La colpa (“ancora tu ma non dovevamo rivederci più?”)  è il collante ideologico della storia occidentale. Tiene insieme cattolici e riformati (sei ricco? ecco la gomena che non passa dalla cruna dell’ago; sei povero? è il segno dei peccati che hai da espiare) anticapitalisti e ambientalisti, anticlericali e credenti, teologi e teorici della decrescita. Un’accozzaglia che non si vedeva dai tempi felici di Gustavo Zagrebelsky. Eppure, per tornare a Yuval Noah Harari, l’umanità non ha mai conosciuto maggiore ricchezza e benessere e, stando a Steven Pinker (“Il declino della violenza”) neppure altrettanta sicurezza.

Ai cultori della colpa converrebbe forse rileggere (o leggere ex-novo?) le considerazioni di uno sfortunato quanto geniale italiano dell’Ottocento: il nemico, il colpevole, è la Natura non l’uomo.
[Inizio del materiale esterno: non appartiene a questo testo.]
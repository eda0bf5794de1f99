//! Generate deterministic test vectors for interop testing.
//!
//! Run with: cargo run --package voltage-protocol --example test_vectors
//!
//! Everything printed is derived from fixed private keys and timestamps, so
//! another implementation can reproduce each value byte for byte. AEAD
//! ciphertexts are not included because their nonces are random.

use voltage_protocol::kdf;
use voltage_protocol::{
    Authenticator, KeyPair, MessageType, WireMessage, HEARTBEAT_PAYLOAD,
};

fn main() -> voltage_protocol::Result<()> {
    let alice = KeyPair::from_private_bytes(&[0x11; 32])?;
    let bob = KeyPair::from_private_bytes(&[0x22; 32])?;

    // Test vector 1: Public keys
    print_test_vector("alice_public_key", &alice.public_key_bytes());
    print_test_vector("bob_public_key", &bob.public_key_bytes());

    // Test vector 2: ECDH shared secret and derived session key
    let shared = alice.diffie_hellman(&bob.public_key());
    print_test_vector("shared_secret", shared.as_bytes());
    let session_key = kdf::session_key(&shared)?;
    print_test_vector("session_key", session_key.as_bytes());

    // Test vector 3: Handshake key
    print_test_vector("handshake_key", kdf::handshake_key().as_bytes());

    // Test vector 4: Handshake offer, signed with the handshake key
    let mut offer =
        WireMessage::with_timestamp(MessageType::Handshake, alice.public_key_bytes(), 1704067200);
    Authenticator::for_handshake()?.sign(&mut offer);
    print_test_vector("handshake_offer", &offer.encode());

    // Test vector 5: Heartbeat, signed with the session key
    let mut heartbeat =
        WireMessage::with_timestamp(MessageType::Heartbeat, HEARTBEAT_PAYLOAD.to_vec(), 1704067200);
    Authenticator::new(&session_key)?.sign(&mut heartbeat);
    print_test_vector("heartbeat", &heartbeat.encode());

    Ok(())
}

fn print_test_vector(name: &str, bytes: &[u8]) {
    print!("export const {} = new Uint8Array([", name);
    for (i, b) in bytes.iter().enumerate() {
        if i > 0 {
            print!(", ");
        }
        print!("{}", b);
    }
    println!("]);");
}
Indifferente e cieca, come avevano compreso gli Antichi, se ne sbatte di noi e dei nostri affanni.

Si presenta sotto forma di terremoto, di esplosione vulcanica e persino di virus. Come spiega Guido Silvestri (“Uomini e virus”) “l’essenza stessa della vita (la crescita del feto) e la rappresentazione più terrificante della morte (il cancro) si delineo come due facce dello stesso fenomeno biologico, al centro del quale si trova l’attività tanto creativa quanto distruttiva dei retrovirus”. La bestia è dentro noi, la bestia siamo noi. E anche questo lo dovremmo sapere da un pezzo.

E la pasta? Nel frattempo la Paola Maria, le mani ancora bianche di farina, m’informa che i lieviti indispensabili alla panificazione fanno parte della famiglia degli eucarioti, stirpe assai più progredita dei modesti procarioti alle quale appartengono i virus. Anche in biologia c’è un Nord e un Sud.